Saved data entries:
'''

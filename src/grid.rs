// Grid and move resolver
//
// The grid is a square matrix of cells stored row-major. Heads are never
// cached outside the grid: callers locate them with `find_head`.

use std::fmt;

use crate::error::GridError;
use crate::simple_profiler::ProfileGuard;
use crate::types::{Cell, Move, PlayerId, Position};

#[derive(Debug, Clone, PartialEq, Eq)]
pub struct Grid {
    size: usize,
    cells: Vec<Cell>,
}

impl Grid {
    /// Creates an empty `size`×`size` grid
    pub fn new(size: usize) -> Self {
        Grid {
            size,
            cells: vec![Cell::Empty; size * size],
        }
    }

    /// Creates a grid with both players seeded at their starting positions
    pub fn with_starting_positions(size: usize) -> Self {
        let mut grid = Grid::new(size);
        let (p1, p2) = starting_positions(size);
        grid.set(p1, Cell::Head(PlayerId::One));
        grid.set(p2, Cell::Head(PlayerId::Two));
        grid
    }

    pub fn size(&self) -> usize {
        self.size
    }

    pub fn in_bounds(&self, pos: Position) -> bool {
        let n = self.size as i32;
        pos.row >= 0 && pos.row < n && pos.col >= 0 && pos.col < n
    }

    fn index(&self, pos: Position) -> Option<usize> {
        if self.in_bounds(pos) {
            Some(pos.row as usize * self.size + pos.col as usize)
        } else {
            None
        }
    }

    /// Cell at `pos`, `None` when out of bounds
    pub fn get(&self, pos: Position) -> Option<Cell> {
        self.index(pos).map(|i| self.cells[i])
    }

    pub(crate) fn set(&mut self, pos: Position, cell: Cell) {
        if let Some(i) = self.index(pos) {
            self.cells[i] = cell;
        }
    }

    pub fn is_empty_at(&self, pos: Position) -> bool {
        self.get(pos).map_or(false, |c| c.is_empty())
    }

    /// Iterates all positions in row-major order
    pub fn positions(&self) -> impl Iterator<Item = Position> + '_ {
        (0..self.cells.len()).map(move |i| Position {
            row: (i / self.size) as i32,
            col: (i % self.size) as i32,
        })
    }

    pub(crate) fn cells(&self) -> &[Cell] {
        &self.cells
    }

    /// Locates a player's head by scanning the grid
    pub fn find_head(&self, player: PlayerId) -> Option<Position> {
        self.positions()
            .find(|&pos| self.get(pos) == Some(Cell::Head(player)))
    }

    pub fn has_collision(&self) -> bool {
        self.cells.iter().any(|c| *c == Cell::Collision)
    }

    /// Number of non-empty cells
    pub fn occupied_count(&self) -> usize {
        self.cells.iter().filter(|c| !c.is_empty()).count()
    }

    pub fn count(&self, cell: Cell) -> usize {
        self.cells.iter().filter(|c| **c == cell).count()
    }

    /// Legal moves from a head position, in canonical order.
    ///
    /// A move is legal when its target is in bounds and empty. A position
    /// that does not hold a head yields no moves.
    pub fn legal_moves(&self, head: Position) -> Vec<Move> {
        let _guard = ProfileGuard::new("legal_moves");

        if !matches!(self.get(head), Some(Cell::Head(_))) {
            return vec![];
        }

        Move::all()
            .iter()
            .filter(|mv| self.is_empty_at(mv.apply(head)))
            .copied()
            .collect()
    }

    /// Legal moves for a player, empty when its head is gone
    pub fn legal_moves_for(&self, player: PlayerId) -> Vec<Move> {
        self.find_head(player)
            .map(|head| self.legal_moves(head))
            .unwrap_or_default()
    }

    /// Integer-code matrix for rendering front ends
    pub fn to_codes(&self) -> Vec<Vec<i8>> {
        self.cells
            .chunks(self.size)
            .map(|row| row.iter().map(Cell::code).collect())
            .collect()
    }

    pub fn from_codes(rows: &[Vec<i8>]) -> Result<Self, GridError> {
        let cells = rows
            .iter()
            .enumerate()
            .map(|(r, row)| {
                row.iter()
                    .enumerate()
                    .map(|(c, &code)| {
                        Cell::from_code(code).ok_or_else(|| GridError::InvalidCell {
                            row: r,
                            col: c,
                            cell: code.to_string(),
                        })
                    })
                    .collect::<Result<Vec<_>, _>>()
            })
            .collect::<Result<Vec<_>, _>>()?;
        Self::from_rows(cells)
    }

    /// Parses the text rendering produced by `Display`.
    ///
    /// One row per line, whitespace inside a row is ignored, blank lines are
    /// skipped.
    pub fn parse(text: &str) -> Result<Self, GridError> {
        let cells = text
            .lines()
            .map(|line| line.split_whitespace().collect::<String>())
            .filter(|line| !line.is_empty())
            .enumerate()
            .map(|(r, line)| {
                line.chars()
                    .enumerate()
                    .map(|(c, ch)| {
                        Cell::from_symbol(ch).ok_or_else(|| GridError::InvalidCell {
                            row: r,
                            col: c,
                            cell: ch.to_string(),
                        })
                    })
                    .collect::<Result<Vec<_>, _>>()
            })
            .collect::<Result<Vec<_>, _>>()?;
        Self::from_rows(cells)
    }

    fn from_rows(rows: Vec<Vec<Cell>>) -> Result<Self, GridError> {
        let size = rows.len();
        if size == 0 {
            return Err(GridError::Empty);
        }

        let mut cells = Vec::with_capacity(size * size);
        for (r, row) in rows.into_iter().enumerate() {
            if row.len() != size {
                return Err(GridError::NotSquare {
                    row: r,
                    len: row.len(),
                    expected: size,
                });
            }
            cells.extend(row);
        }

        for player in [PlayerId::One, PlayerId::Two] {
            if cells.iter().filter(|c| **c == Cell::Head(player)).count() > 1 {
                return Err(GridError::DuplicateHead(player));
            }
        }

        Ok(Grid { size, cells })
    }
}

impl fmt::Display for Grid {
    fn fmt(&self, f: &mut fmt::Formatter<'_>) -> fmt::Result {
        for row in self.cells.chunks(self.size) {
            let line: String = row.iter().map(Cell::symbol).collect();
            writeln!(f, "{}", line)?;
        }
        Ok(())
    }
}

/// Starting heads: player 1 at (N - N/4 - 1) on both axes, player 2 at N/4
pub fn starting_positions(size: usize) -> (Position, Position) {
    let offset = (size / 4) as i32;
    let n = size as i32;
    (
        Position::new(n - offset - 1, n - offset - 1),
        Position::new(offset, offset),
    )
}
// Batch play between the two configured bots
//
// Games run on a rayon pool. Sides alternate so neither configured player
// always gets the same starting corner, and every game is seeded from the
// base seed plus its index so a series replays exactly.

use log::{debug, error};
use parking_lot::Mutex;
use rayon::prelude::*;
use serde::Serialize;

use crate::config::Config;
use crate::engine::Game;
use crate::error::{ConfigError, TournamentError};
use crate::player::{build_player, PlayerKind};
use crate::simple_profiler;
use crate::types::{GameOutcome, PlayerId};

/// Result of one tournament game, from the configured players' view
#[derive(Debug, Clone, Copy, PartialEq, Eq, Serialize)]
pub struct GameRecord {
    pub index: usize,
    pub outcome: GameOutcome,
    pub moves: usize,
    /// Configured player 1 played as player 2 in this game
    pub swapped: bool,
}

impl GameRecord {
    /// Winner in terms of the configuration's player1/player2
    pub fn configured_winner(&self) -> Option<PlayerId> {
        let winner = self.outcome.winner()?;
        Some(if self.swapped { winner.opponent() } else { winner })
    }
}

#[derive(Debug, Default, Clone, PartialEq, Serialize)]
pub struct TournamentStats {
    pub games: usize,
    pub player1_wins: usize,
    pub player2_wins: usize,
    pub draws: usize,
    pub errors: usize,
    pub total_moves: usize,
}

impl TournamentStats {
    pub fn record(&mut self, record: &GameRecord) {
        self.games += 1;
        self.total_moves += record.moves;
        match record.configured_winner() {
            Some(PlayerId::One) => self.player1_wins += 1,
            Some(PlayerId::Two) => self.player2_wins += 1,
            None => self.draws += 1,
        }
    }

    pub fn average_moves(&self) -> f64 {
        if self.games > 0 {
            self.total_moves as f64 / self.games as f64
        } else {
            0.0
        }
    }

    pub fn win_rate(&self, player: PlayerId) -> f64 {
        if self.games == 0 {
            return 0.0;
        }
        let wins = match player {
            PlayerId::One => self.player1_wins,
            PlayerId::Two => self.player2_wins,
        };
        100.0 * wins as f64 / self.games as f64
    }
}

/// Plays game number `index` of a series to completion
pub fn play_one(
    config: &Config,
    index: usize,
    base_seed: u64,
) -> Result<GameRecord, TournamentError> {
    let seed = base_seed.wrapping_add(2 * index as u64);
    let swapped = index % 2 == 1;

    let first = build_player(&config.player1, seed)?;
    let second = build_player(&config.player2, seed.wrapping_add(1))?;
    let (player1, player2) = if swapped { (second, first) } else { (first, second) };

    let mut game =
        Game::new(config.arena.size, player1, player2)?.with_parallel(config.game.parallel_bots);

    let outcome = game.run().map_err(|source| TournamentError::Game {
        index,
        seed,
        source,
    })?;
    if !outcome.is_terminal() {
        return Err(TournamentError::Unfinished(index));
    }

    debug!("Game {}: {} after {} moves", index, outcome, game.moves_made());
    Ok(GameRecord {
        index,
        outcome,
        moves: game.moves_made(),
        swapped,
    })
}

/// Plays `config.tournament.games` games and aggregates the results
pub fn run_tournament(config: &Config, base_seed: u64) -> Result<TournamentStats, ConfigError> {
    config.validate()?;
    for player in [&config.player1, &config.player2] {
        let kind = player.kind()?;
        if kind.is_human() {
            return Err(ConfigError::UnsupportedPlayer(kind.to_string()));
        }
        if kind == PlayerKind::Rl {
            return Err(ConfigError::MissingPolicy);
        }
    }

    let pool = rayon::ThreadPoolBuilder::new()
        .num_threads(config.tournament.threads)
        .build()?;

    let stats = Mutex::new(TournamentStats::default());
    pool.install(|| {
        (0..config.tournament.games).into_par_iter().for_each(|index| {
            match play_one(config, index, base_seed) {
                Ok(record) => stats.lock().record(&record),
                Err(e) => {
                    error!("{}", e);
                    stats.lock().errors += 1;
                }
            }
            simple_profiler::merge_thread_local();
        });
    });

    Ok(stats.into_inner())
}
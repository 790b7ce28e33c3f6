// Blockade core types
// Positions, moves, player identifiers, cell states and game outcomes

use serde::{Deserialize, Serialize};
use std::fmt;

/// 2D position on the grid, row grows downward
#[derive(Deserialize, Serialize, Debug, PartialEq, Eq, Clone, Copy, Hash)]
pub struct Position {
    pub row: i32,
    pub col: i32,
}

impl Position {
    pub fn new(row: i32, col: i32) -> Self {
        Position { row, col }
    }

    /// Manhattan distance between two positions
    pub fn manhattan_distance(&self, other: Position) -> i32 {
        (self.row - other.row).abs() + (self.col - other.col).abs()
    }
}

impl fmt::Display for Position {
    fn fmt(&self, f: &mut fmt::Formatter<'_>) -> fmt::Result {
        write!(f, "({}, {})", self.row, self.col)
    }
}

/// Represents the four possible movement directions
#[derive(Deserialize, Serialize, Debug, Clone, Copy, PartialEq, Eq, Hash)]
#[serde(rename_all = "lowercase")]
pub enum Move {
    Up,
    Down,
    Left,
    Right,
}

impl Move {
    /// Returns all moves in canonical order
    pub fn all() -> [Move; 4] {
        [Move::Up, Move::Down, Move::Left, Move::Right]
    }

    /// Converts move to its lowercase name
    pub fn as_str(&self) -> &'static str {
        match self {
            Move::Up => "up",
            Move::Down => "down",
            Move::Left => "left",
            Move::Right => "right",
        }
    }

    /// (Δrow, Δcol) offset of this move
    pub fn offset(&self) -> (i32, i32) {
        match self {
            Move::Up => (-1, 0),
            Move::Down => (1, 0),
            Move::Left => (0, -1),
            Move::Right => (0, 1),
        }
    }

    /// Calculates the next position when moving in this direction
    pub fn apply(&self, position: Position) -> Position {
        let (d_row, d_col) = self.offset();
        Position {
            row: position.row + d_row,
            col: position.col + d_col,
        }
    }

    /// Action index used by policy models: up=0, down=1, left=2, right=3
    pub fn index(&self) -> usize {
        match self {
            Move::Up => 0,
            Move::Down => 1,
            Move::Left => 2,
            Move::Right => 3,
        }
    }

    pub fn from_index(idx: usize) -> Option<Move> {
        Move::all().get(idx).copied()
    }

    /// Parses a move name, case-insensitive
    pub fn parse(s: &str) -> Option<Move> {
        match s.to_lowercase().as_str() {
            "up" => Some(Move::Up),
            "down" => Some(Move::Down),
            "left" => Some(Move::Left),
            "right" => Some(Move::Right),
            _ => None,
        }
    }
}

impl fmt::Display for Move {
    fn fmt(&self, f: &mut fmt::Formatter<'_>) -> fmt::Result {
        f.write_str(self.as_str())
    }
}

/// One of the two players
#[derive(Deserialize, Serialize, Debug, Clone, Copy, PartialEq, Eq, Hash)]
pub enum PlayerId {
    One,
    Two,
}

impl PlayerId {
    pub fn number(&self) -> i8 {
        match self {
            PlayerId::One => 1,
            PlayerId::Two => 2,
        }
    }

    pub fn from_number(n: i8) -> Option<PlayerId> {
        match n {
            1 => Some(PlayerId::One),
            2 => Some(PlayerId::Two),
            _ => None,
        }
    }

    pub fn opponent(&self) -> PlayerId {
        match self {
            PlayerId::One => PlayerId::Two,
            PlayerId::Two => PlayerId::One,
        }
    }
}

impl fmt::Display for PlayerId {
    fn fmt(&self, f: &mut fmt::Formatter<'_>) -> fmt::Result {
        write!(f, "player {}", self.number())
    }
}

/// Integer code of a head-on collision cell
pub const COLLISION_CODE: i8 = 3;

/// State of a single grid cell
#[derive(Debug, Clone, Copy, PartialEq, Eq, Hash)]
pub enum Cell {
    Empty,
    Head(PlayerId),
    Tail(PlayerId),
    Collision,
}

impl Cell {
    pub fn is_empty(&self) -> bool {
        matches!(self, Cell::Empty)
    }

    /// Stable integer code: 0 empty, +p head, -p tail, 3 collision
    pub fn code(&self) -> i8 {
        match self {
            Cell::Empty => 0,
            Cell::Head(p) => p.number(),
            Cell::Tail(p) => -p.number(),
            Cell::Collision => COLLISION_CODE,
        }
    }

    pub fn from_code(code: i8) -> Option<Cell> {
        match code {
            0 => Some(Cell::Empty),
            COLLISION_CODE => Some(Cell::Collision),
            c if c > 0 => PlayerId::from_number(c).map(Cell::Head),
            c => c
                .checked_neg()
                .and_then(PlayerId::from_number)
                .map(Cell::Tail),
        }
    }

    /// Single-character tile used by the text rendering
    pub fn symbol(&self) -> char {
        match self {
            Cell::Empty => '.',
            Cell::Head(PlayerId::One) => 'A',
            Cell::Head(PlayerId::Two) => 'B',
            Cell::Tail(PlayerId::One) => 'a',
            Cell::Tail(PlayerId::Two) => 'b',
            Cell::Collision => 'X',
        }
    }

    pub fn from_symbol(c: char) -> Option<Cell> {
        match c {
            '.' => Some(Cell::Empty),
            'A' => Some(Cell::Head(PlayerId::One)),
            'B' => Some(Cell::Head(PlayerId::Two)),
            'a' => Some(Cell::Tail(PlayerId::One)),
            'b' => Some(Cell::Tail(PlayerId::Two)),
            'X' => Some(Cell::Collision),
            _ => None,
        }
    }
}

/// Result of a game, terminal once not `InProgress`
#[derive(Deserialize, Serialize, Debug, Clone, Copy, PartialEq, Eq, Hash)]
pub enum GameOutcome {
    InProgress,
    Draw,
    Player1Wins,
    Player2Wins,
}

impl GameOutcome {
    pub fn is_terminal(&self) -> bool {
        !matches!(self, GameOutcome::InProgress)
    }

    pub fn winner(&self) -> Option<PlayerId> {
        match self {
            GameOutcome::Player1Wins => Some(PlayerId::One),
            GameOutcome::Player2Wins => Some(PlayerId::Two),
            _ => None,
        }
    }
}

impl fmt::Display for GameOutcome {
    fn fmt(&self, f: &mut fmt::Formatter<'_>) -> fmt::Result {
        match self {
            GameOutcome::InProgress => f.write_str("In progress"),
            GameOutcome::Draw => f.write_str("Draw"),
            GameOutcome::Player1Wins => f.write_str("Player1 wins"),
            GameOutcome::Player2Wins => f.write_str("Player2 wins"),
        }
    }
}
// Library exports for the Blockade engine and bots
// The match runner and tournament binaries are built on top of these

pub mod area;
pub mod config;
pub mod engine;
pub mod error;
pub mod grid;
pub mod player;
pub mod rl;
pub mod scorer;
pub mod simple_profiler;
pub mod tournament;
pub mod types;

'''

_Your goal_
Return exactly the lines from the beginning of the data above through the one containing "use crate::simple_profiler::ProfileGuard;", please. Include both end lines and add nothing else.

_Written solution_
filename src/grid.rs
// Grid and move resolver
//
// The grid is a square matrix of cells stored row-major. Heads are never
// cached outside the grid: callers locate them with `find_head`.

use std::fmt;

use crate::error::GridError;
use crate::simple_profiler::ProfileGuard;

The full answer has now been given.